━━ Records supplied
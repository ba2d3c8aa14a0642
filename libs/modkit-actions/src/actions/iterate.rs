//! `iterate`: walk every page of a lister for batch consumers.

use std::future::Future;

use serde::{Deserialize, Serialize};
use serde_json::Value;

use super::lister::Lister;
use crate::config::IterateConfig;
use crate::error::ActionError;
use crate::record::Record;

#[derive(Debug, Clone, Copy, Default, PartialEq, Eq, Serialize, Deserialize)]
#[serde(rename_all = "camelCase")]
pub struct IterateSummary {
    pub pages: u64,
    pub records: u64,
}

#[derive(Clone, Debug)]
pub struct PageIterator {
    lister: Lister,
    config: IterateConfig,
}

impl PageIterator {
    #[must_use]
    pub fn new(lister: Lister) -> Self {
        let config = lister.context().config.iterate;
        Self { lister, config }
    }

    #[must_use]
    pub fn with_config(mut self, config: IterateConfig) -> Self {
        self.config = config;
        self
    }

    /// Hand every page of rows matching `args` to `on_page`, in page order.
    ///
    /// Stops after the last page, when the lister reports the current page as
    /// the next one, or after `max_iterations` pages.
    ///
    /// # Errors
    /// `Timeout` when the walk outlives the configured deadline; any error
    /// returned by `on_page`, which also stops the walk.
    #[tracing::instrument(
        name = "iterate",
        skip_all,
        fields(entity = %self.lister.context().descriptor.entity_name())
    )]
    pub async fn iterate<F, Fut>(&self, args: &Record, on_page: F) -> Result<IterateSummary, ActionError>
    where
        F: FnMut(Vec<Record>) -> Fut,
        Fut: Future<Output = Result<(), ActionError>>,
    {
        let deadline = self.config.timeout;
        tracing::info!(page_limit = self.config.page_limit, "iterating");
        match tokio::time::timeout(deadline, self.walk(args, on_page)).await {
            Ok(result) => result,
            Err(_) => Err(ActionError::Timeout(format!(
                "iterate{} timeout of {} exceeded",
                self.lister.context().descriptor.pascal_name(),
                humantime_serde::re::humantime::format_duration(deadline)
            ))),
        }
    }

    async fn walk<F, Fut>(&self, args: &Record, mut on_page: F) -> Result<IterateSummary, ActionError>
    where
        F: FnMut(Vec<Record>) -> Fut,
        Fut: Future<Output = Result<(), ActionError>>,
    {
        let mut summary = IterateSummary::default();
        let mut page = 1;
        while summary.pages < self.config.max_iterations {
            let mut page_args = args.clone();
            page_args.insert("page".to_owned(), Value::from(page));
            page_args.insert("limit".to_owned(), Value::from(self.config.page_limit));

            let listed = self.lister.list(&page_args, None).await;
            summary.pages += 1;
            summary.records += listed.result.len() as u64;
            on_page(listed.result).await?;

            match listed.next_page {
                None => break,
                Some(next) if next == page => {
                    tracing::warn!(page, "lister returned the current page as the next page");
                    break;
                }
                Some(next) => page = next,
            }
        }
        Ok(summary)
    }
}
━━━━
━━ Records supplied
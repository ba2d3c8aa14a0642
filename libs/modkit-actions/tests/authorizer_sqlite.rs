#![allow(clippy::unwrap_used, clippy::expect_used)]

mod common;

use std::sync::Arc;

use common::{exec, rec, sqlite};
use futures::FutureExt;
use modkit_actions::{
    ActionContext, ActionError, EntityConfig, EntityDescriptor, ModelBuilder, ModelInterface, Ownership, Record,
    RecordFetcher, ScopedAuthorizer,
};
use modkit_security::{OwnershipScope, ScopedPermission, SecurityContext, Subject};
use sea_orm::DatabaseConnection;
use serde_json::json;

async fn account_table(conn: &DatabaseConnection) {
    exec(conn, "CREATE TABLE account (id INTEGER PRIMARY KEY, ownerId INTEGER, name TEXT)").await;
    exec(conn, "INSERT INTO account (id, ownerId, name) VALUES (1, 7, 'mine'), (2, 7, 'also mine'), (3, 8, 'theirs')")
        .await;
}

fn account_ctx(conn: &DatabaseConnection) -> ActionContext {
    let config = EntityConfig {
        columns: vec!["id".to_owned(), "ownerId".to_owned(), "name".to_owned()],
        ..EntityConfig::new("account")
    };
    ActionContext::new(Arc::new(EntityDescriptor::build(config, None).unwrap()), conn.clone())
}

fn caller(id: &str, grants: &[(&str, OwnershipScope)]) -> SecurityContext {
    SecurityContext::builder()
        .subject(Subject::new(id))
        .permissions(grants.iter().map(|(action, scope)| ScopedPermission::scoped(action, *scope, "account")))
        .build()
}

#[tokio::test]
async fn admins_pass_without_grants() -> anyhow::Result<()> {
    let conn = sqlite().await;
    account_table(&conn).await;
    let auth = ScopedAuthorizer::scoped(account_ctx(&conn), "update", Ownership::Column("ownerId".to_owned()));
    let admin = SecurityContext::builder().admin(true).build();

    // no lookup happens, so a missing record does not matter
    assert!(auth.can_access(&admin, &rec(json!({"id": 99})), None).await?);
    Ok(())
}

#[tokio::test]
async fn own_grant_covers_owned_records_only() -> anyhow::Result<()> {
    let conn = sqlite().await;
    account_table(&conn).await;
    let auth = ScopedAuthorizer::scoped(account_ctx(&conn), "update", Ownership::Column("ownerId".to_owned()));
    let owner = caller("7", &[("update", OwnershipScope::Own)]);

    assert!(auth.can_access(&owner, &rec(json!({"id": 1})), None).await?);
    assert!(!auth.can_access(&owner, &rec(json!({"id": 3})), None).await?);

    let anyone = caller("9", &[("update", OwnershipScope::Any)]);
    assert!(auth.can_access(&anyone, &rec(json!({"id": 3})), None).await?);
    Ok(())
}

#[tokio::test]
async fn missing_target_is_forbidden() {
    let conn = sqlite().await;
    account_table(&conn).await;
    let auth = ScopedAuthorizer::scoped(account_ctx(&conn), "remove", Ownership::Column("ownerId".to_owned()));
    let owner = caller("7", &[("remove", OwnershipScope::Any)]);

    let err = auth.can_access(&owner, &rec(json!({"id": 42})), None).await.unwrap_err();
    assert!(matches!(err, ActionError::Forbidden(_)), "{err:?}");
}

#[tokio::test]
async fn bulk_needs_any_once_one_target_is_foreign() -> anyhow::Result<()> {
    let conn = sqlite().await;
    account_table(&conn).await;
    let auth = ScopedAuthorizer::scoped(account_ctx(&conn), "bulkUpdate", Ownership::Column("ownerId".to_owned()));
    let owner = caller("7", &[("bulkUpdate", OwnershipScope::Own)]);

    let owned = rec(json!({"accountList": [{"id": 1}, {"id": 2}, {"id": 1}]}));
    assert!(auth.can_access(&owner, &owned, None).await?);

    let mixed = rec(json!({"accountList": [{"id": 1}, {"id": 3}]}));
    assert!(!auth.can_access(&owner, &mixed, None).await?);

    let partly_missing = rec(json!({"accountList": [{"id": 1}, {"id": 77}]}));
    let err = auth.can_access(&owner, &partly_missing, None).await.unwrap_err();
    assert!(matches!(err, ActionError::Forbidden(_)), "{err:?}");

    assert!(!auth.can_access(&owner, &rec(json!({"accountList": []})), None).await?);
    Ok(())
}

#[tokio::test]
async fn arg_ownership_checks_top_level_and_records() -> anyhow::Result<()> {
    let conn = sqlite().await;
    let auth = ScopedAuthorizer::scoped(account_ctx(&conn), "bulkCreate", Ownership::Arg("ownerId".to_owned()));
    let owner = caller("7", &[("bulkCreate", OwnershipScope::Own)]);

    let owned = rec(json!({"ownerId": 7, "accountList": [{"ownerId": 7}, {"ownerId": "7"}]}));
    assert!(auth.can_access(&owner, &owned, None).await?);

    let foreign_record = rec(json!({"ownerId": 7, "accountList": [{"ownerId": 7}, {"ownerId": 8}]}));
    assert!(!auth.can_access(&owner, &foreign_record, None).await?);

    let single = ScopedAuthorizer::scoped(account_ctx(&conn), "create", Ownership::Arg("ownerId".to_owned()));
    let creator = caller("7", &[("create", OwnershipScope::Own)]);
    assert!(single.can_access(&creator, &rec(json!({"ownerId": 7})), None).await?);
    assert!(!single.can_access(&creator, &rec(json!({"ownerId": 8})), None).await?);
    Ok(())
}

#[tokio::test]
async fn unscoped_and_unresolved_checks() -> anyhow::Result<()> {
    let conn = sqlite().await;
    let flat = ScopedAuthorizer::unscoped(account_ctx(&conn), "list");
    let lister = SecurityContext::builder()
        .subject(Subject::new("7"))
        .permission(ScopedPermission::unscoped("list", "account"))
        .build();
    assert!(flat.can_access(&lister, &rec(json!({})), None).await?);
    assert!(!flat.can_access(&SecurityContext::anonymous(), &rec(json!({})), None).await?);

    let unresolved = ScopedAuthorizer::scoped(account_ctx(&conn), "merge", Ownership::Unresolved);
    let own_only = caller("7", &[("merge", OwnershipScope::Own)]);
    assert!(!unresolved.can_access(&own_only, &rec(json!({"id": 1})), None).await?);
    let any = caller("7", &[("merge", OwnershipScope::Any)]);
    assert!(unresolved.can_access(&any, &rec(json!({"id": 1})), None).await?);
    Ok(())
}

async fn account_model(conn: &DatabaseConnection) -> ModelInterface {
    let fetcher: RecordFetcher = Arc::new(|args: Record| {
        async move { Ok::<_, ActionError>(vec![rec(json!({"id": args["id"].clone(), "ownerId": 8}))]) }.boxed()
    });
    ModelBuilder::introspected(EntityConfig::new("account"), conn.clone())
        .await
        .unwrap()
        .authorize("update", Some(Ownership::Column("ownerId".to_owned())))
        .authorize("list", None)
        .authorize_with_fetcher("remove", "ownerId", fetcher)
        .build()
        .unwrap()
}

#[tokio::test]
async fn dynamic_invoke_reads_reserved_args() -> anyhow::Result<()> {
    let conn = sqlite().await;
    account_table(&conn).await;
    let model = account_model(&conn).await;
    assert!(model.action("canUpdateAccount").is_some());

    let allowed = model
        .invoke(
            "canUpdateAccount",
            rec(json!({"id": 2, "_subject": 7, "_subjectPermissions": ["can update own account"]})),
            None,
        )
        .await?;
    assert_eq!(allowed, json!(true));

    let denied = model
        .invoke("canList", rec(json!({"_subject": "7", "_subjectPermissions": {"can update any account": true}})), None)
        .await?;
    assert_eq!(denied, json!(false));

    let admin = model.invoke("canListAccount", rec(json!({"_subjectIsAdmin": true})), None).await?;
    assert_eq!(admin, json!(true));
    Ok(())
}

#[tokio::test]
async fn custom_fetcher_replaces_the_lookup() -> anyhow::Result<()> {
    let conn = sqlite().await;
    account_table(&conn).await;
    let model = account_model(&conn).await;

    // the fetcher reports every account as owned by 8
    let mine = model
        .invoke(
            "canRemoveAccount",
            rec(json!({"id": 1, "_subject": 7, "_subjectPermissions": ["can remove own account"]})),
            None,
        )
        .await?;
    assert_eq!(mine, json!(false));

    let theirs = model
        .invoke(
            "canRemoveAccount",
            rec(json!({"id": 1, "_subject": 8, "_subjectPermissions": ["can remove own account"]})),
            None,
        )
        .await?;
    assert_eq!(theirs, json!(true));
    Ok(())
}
━━━━
Return every line of the entries above that the string "tracing" appears in.

    #[tracing::instrument(
        tracing::info!(page_limit = self.config.page_limit, "iterating");
                    tracing::warn!(page, "lister returned the current page as the next page");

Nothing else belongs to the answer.